▸ Your instructions
Each entry is to be output as written, so that none is missing.

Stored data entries
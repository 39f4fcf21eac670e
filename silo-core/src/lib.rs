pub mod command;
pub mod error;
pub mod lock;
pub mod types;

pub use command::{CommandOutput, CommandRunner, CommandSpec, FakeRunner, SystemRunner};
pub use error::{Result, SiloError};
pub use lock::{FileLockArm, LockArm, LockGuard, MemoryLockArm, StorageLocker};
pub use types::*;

▸ Answer space
repository 39f4fcf21eac670e
filename silo-core/src/lib.rs
pub mod command;
pub mod error;
pub mod lock;
pub mod types;

pub use command::{CommandOutput, CommandRunner, CommandSpec, FakeRunner, SystemRunner};
pub use error::{Result, SiloError};
pub use lock::{FileLockArm, LockArm, LockGuard, MemoryLockArm, StorageLocker};
pub use types::*;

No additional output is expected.